TASK DIRECTIONS => The required output is a copy of each line in the material below that includes "RankDrop".

RECORD SET =>
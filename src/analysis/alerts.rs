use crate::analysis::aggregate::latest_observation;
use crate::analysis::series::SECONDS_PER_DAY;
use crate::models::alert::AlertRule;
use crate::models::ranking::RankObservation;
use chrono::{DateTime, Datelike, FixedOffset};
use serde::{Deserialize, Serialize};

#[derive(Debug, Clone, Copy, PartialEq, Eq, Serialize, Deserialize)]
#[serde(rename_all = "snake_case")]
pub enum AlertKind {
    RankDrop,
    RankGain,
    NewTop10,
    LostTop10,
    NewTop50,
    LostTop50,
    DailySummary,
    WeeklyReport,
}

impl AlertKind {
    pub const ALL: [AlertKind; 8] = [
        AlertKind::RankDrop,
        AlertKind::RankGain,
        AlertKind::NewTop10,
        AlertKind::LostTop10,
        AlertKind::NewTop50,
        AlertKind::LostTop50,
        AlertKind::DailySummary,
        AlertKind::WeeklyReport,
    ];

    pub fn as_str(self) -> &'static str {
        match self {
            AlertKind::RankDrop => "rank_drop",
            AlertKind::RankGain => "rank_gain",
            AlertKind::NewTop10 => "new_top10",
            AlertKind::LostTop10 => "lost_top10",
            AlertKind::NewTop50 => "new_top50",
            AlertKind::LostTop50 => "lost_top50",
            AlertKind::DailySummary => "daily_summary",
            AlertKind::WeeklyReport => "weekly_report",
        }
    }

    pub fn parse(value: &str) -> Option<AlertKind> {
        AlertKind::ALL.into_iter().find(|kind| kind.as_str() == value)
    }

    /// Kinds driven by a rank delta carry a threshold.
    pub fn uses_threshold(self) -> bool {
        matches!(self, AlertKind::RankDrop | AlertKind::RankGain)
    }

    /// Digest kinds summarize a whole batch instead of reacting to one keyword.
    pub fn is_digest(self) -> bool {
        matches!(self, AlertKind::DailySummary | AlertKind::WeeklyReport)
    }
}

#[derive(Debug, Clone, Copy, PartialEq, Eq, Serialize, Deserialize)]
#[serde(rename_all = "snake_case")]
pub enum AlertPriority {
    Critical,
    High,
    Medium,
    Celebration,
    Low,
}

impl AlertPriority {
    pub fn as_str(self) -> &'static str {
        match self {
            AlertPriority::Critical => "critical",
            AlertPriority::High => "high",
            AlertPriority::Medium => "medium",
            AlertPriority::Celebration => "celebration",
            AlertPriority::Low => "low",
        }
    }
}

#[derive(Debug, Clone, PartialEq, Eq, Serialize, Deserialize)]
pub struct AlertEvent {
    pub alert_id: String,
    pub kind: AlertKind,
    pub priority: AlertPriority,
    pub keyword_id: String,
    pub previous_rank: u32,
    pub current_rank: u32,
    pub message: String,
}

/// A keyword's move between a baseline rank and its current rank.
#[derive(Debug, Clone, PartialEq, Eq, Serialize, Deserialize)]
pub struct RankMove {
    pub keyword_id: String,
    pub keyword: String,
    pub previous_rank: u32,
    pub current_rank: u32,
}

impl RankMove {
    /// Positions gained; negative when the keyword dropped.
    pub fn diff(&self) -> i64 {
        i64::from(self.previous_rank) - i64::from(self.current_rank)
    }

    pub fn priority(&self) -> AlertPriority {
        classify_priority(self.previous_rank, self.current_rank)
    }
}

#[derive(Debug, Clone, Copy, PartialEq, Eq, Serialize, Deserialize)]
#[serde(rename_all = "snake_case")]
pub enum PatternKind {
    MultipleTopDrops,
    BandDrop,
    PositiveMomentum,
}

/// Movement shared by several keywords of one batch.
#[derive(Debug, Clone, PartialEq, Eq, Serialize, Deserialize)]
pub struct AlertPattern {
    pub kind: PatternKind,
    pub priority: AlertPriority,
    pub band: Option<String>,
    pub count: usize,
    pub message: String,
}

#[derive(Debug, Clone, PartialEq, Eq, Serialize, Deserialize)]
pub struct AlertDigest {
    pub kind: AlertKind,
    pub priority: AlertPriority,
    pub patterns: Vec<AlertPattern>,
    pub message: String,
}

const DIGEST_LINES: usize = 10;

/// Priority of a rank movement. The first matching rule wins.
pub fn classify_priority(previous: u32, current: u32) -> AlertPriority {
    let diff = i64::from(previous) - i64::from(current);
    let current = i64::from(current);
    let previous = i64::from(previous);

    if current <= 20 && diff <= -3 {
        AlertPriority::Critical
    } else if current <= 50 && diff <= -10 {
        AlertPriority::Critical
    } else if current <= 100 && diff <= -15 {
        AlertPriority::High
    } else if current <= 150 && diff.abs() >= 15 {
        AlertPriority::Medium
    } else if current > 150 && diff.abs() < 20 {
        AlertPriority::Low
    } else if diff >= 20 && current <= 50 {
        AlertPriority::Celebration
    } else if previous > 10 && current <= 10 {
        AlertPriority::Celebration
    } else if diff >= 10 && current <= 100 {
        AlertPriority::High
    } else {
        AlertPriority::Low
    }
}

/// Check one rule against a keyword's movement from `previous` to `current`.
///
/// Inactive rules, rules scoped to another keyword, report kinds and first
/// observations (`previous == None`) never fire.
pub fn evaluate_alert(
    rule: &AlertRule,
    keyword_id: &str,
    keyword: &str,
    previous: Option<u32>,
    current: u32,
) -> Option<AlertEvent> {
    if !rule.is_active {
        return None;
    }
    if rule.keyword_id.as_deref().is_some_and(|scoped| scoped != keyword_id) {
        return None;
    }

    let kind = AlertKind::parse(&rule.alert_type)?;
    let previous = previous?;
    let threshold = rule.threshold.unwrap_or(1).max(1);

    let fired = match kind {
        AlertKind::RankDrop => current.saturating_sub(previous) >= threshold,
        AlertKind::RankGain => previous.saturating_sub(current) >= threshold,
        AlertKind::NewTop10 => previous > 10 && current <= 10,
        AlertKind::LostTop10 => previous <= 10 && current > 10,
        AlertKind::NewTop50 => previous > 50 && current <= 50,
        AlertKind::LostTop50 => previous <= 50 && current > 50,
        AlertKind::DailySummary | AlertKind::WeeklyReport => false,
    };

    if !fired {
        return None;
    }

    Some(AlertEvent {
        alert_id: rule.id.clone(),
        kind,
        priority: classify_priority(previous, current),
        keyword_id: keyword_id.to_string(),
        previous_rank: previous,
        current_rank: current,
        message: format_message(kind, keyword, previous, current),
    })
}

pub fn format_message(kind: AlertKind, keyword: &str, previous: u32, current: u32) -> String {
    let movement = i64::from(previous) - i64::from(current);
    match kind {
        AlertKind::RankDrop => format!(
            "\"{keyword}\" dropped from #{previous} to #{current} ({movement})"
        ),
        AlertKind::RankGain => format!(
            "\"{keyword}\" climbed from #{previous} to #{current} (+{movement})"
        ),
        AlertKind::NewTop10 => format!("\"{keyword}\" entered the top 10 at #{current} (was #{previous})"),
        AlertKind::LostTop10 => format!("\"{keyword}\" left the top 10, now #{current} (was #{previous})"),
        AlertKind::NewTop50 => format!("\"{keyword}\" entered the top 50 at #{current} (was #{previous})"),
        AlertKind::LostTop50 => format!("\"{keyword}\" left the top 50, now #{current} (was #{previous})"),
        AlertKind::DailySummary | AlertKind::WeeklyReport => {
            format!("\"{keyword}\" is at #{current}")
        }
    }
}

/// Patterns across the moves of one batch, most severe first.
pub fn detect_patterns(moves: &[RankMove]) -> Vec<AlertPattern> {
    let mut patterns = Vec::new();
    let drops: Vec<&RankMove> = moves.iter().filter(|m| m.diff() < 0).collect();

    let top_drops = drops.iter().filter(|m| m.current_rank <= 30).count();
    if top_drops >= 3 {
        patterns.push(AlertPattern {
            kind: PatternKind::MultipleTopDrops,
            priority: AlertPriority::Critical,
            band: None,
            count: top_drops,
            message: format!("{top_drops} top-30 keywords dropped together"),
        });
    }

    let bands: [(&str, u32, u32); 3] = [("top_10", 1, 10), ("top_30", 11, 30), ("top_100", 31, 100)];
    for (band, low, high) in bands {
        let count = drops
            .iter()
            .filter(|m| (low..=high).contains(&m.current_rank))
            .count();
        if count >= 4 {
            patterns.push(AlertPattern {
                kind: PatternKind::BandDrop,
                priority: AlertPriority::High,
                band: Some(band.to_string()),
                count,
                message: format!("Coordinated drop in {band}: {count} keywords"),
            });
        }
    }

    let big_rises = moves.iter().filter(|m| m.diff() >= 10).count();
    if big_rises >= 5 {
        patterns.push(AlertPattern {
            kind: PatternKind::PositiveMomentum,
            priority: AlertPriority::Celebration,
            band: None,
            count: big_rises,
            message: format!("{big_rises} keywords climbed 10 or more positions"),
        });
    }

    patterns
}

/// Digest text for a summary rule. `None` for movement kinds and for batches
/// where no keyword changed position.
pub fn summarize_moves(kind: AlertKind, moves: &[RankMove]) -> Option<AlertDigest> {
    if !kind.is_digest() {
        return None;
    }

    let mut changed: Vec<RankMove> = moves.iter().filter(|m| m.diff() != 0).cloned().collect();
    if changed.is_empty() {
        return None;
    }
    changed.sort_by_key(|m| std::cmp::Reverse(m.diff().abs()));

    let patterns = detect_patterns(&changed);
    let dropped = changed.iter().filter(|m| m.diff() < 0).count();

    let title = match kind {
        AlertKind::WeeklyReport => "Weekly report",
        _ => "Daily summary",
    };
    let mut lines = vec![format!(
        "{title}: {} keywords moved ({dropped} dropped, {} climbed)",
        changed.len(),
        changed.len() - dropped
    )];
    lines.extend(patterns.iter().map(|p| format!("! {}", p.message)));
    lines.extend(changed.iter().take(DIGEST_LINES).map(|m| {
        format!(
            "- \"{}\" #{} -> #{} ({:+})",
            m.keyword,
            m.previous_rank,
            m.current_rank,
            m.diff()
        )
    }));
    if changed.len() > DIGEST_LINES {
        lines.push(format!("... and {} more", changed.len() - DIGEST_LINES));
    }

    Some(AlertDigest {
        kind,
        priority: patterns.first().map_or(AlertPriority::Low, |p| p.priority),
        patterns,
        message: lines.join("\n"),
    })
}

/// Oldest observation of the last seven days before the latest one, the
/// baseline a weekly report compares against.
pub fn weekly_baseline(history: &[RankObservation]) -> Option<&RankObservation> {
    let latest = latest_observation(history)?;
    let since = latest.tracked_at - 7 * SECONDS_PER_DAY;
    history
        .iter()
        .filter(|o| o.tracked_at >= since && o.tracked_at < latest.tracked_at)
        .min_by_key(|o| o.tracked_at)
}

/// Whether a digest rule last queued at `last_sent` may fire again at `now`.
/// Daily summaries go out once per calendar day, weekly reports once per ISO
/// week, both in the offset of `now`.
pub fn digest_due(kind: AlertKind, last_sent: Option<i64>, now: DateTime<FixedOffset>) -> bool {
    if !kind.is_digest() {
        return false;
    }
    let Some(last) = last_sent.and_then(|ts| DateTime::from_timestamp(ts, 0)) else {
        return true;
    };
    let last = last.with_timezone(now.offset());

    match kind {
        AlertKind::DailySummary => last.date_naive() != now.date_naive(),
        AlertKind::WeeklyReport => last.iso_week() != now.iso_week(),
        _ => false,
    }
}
--
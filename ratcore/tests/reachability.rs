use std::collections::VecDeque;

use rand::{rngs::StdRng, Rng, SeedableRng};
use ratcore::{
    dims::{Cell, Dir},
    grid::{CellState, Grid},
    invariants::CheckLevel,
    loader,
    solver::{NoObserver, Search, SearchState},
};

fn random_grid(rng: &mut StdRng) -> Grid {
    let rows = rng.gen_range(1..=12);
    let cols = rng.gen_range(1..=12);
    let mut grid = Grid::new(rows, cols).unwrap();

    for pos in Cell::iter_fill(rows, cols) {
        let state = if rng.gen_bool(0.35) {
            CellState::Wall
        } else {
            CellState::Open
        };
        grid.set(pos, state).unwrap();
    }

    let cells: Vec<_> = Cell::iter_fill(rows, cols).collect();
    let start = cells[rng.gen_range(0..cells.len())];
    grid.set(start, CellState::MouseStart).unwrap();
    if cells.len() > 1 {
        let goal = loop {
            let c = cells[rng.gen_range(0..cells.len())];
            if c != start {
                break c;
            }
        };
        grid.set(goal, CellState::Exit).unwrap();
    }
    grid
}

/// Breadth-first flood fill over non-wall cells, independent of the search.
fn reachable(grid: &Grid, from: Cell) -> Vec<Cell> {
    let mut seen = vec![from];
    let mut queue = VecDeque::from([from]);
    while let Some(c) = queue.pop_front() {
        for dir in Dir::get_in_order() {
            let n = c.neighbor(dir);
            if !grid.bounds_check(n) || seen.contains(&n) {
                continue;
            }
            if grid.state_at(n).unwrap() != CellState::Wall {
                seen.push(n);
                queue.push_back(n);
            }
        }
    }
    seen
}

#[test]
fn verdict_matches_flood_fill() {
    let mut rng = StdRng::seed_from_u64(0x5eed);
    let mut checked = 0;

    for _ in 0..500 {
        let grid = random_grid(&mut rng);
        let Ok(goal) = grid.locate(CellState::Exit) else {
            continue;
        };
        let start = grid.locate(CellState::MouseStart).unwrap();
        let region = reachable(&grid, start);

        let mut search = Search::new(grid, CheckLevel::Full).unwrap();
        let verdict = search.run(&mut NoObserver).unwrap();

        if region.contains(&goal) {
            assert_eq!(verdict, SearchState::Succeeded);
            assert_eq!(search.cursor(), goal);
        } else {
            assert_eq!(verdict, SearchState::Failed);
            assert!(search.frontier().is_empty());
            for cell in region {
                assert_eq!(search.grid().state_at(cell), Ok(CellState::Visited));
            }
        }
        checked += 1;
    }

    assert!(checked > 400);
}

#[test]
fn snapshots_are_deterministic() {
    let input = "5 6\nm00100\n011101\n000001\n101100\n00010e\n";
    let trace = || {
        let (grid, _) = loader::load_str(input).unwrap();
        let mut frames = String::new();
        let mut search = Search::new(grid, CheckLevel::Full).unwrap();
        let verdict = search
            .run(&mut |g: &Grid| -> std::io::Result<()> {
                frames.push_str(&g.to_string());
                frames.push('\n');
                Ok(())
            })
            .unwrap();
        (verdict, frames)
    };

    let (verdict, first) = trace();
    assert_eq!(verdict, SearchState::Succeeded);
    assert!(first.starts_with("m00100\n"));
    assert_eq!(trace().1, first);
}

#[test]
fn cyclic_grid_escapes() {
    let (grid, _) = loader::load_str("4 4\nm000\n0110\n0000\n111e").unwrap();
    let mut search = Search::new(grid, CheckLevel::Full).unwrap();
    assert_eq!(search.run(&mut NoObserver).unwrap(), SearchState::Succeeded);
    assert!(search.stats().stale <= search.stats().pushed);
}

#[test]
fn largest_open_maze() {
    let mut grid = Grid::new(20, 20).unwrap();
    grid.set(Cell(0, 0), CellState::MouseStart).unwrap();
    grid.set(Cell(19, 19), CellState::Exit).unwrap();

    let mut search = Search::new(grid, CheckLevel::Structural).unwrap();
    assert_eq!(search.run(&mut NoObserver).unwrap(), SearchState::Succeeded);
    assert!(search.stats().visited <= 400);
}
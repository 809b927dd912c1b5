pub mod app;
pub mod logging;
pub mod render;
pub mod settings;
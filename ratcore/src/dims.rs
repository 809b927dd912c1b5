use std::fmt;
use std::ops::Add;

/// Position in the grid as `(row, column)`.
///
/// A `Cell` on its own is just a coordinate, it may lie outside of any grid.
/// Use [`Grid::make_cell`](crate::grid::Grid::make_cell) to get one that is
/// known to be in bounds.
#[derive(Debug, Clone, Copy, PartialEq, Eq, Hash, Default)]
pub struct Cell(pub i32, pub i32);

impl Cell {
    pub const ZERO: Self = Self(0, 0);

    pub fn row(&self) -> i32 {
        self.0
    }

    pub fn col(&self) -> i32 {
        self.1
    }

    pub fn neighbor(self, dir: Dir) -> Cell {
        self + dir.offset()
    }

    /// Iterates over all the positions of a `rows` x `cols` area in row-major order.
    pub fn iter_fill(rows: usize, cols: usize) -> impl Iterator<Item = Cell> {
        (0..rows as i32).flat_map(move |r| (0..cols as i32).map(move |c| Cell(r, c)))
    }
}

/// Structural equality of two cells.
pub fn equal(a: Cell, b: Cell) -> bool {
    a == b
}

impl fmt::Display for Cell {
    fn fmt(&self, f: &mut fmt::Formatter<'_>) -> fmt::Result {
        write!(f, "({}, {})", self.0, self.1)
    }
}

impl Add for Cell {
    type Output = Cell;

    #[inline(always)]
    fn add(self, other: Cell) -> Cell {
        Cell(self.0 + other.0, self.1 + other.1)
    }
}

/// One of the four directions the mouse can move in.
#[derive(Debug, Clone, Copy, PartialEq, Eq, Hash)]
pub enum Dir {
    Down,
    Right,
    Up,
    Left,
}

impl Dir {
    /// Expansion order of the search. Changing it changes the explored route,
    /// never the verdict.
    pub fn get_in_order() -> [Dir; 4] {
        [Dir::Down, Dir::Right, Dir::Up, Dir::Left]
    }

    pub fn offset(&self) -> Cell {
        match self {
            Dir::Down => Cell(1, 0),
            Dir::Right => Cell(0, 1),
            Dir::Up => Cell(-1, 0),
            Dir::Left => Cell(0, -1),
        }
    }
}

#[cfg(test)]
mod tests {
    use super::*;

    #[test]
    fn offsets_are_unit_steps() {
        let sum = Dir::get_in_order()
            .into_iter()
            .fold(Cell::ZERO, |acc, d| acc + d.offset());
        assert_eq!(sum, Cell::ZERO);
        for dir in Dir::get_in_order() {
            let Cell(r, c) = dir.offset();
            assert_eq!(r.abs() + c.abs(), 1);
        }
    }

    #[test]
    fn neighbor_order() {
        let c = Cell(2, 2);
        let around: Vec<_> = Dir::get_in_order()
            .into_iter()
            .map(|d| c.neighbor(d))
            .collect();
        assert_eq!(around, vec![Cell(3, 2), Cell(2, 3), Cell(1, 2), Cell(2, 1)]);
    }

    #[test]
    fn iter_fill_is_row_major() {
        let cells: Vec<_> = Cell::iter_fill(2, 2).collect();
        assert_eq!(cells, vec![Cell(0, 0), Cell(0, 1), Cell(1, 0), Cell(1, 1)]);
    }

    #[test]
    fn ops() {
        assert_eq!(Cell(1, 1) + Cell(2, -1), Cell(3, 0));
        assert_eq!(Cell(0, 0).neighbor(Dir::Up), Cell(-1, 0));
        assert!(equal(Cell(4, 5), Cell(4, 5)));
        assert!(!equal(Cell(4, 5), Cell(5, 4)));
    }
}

ANSWER SPACE =>
    RankDrop,
        AlertKind::RankDrop,
            AlertKind::RankDrop => "rank_drop",
        matches!(self, AlertKind::RankDrop | AlertKind::RankGain)
        AlertKind::RankDrop => current.saturating_sub(previous) >= threshold,
        AlertKind::RankDrop => format!(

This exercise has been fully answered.